*** Opening of RECORDED DATA ***
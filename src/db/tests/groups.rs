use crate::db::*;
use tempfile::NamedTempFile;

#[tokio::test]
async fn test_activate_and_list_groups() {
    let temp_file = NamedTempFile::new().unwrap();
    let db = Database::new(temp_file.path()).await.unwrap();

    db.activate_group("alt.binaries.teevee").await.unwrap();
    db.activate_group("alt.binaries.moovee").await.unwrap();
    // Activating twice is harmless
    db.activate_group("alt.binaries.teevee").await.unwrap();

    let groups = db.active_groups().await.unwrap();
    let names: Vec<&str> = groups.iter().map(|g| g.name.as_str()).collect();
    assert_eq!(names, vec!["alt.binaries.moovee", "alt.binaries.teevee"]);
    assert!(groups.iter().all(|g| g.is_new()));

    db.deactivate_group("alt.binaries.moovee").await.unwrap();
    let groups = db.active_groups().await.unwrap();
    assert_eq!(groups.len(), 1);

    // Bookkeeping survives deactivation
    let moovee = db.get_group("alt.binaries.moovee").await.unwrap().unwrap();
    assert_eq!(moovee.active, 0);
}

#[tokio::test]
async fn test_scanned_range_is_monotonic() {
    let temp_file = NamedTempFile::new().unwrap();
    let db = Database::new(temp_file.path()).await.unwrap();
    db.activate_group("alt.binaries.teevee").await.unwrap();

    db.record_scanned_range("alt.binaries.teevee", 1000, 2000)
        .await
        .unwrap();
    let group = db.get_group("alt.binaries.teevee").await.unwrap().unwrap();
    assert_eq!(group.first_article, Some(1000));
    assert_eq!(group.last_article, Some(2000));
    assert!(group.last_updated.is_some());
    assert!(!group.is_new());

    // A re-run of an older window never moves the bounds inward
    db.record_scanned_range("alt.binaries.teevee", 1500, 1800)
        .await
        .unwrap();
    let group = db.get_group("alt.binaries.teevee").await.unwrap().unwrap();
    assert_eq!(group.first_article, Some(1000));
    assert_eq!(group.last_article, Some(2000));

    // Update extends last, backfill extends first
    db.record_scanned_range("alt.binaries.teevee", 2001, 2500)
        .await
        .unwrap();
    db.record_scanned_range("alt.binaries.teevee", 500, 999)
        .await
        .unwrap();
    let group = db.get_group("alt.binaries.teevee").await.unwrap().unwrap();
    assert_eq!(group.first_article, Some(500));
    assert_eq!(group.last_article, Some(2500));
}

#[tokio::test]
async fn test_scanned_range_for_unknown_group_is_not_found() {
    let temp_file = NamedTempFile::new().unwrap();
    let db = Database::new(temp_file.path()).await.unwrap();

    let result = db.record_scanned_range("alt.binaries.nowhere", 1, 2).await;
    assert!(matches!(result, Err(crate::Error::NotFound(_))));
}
*** Close of RECORDED DATA ***
*** Opening of RECORDED DATA ***
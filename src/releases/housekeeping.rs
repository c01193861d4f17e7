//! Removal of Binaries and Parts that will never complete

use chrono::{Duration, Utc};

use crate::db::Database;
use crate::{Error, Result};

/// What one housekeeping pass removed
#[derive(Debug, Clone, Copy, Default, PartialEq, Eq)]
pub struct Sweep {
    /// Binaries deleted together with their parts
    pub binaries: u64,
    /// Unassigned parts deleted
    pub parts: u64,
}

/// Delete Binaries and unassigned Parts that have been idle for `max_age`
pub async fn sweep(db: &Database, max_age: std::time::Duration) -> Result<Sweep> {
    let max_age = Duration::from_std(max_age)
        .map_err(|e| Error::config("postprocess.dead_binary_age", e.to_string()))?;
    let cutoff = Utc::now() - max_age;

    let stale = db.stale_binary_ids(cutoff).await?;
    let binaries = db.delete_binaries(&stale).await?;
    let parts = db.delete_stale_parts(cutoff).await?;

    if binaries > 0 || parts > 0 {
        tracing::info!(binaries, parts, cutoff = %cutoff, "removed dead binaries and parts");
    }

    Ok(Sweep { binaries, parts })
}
*** Close of RECORDED DATA ***
Where does "crate" appear in the listing? Show every line that has it.

use crate::db::*;
    assert!(matches!(result, Err(crate::Error::NotFound(_))));
use crate::db::Database;
use crate::{Error, Result};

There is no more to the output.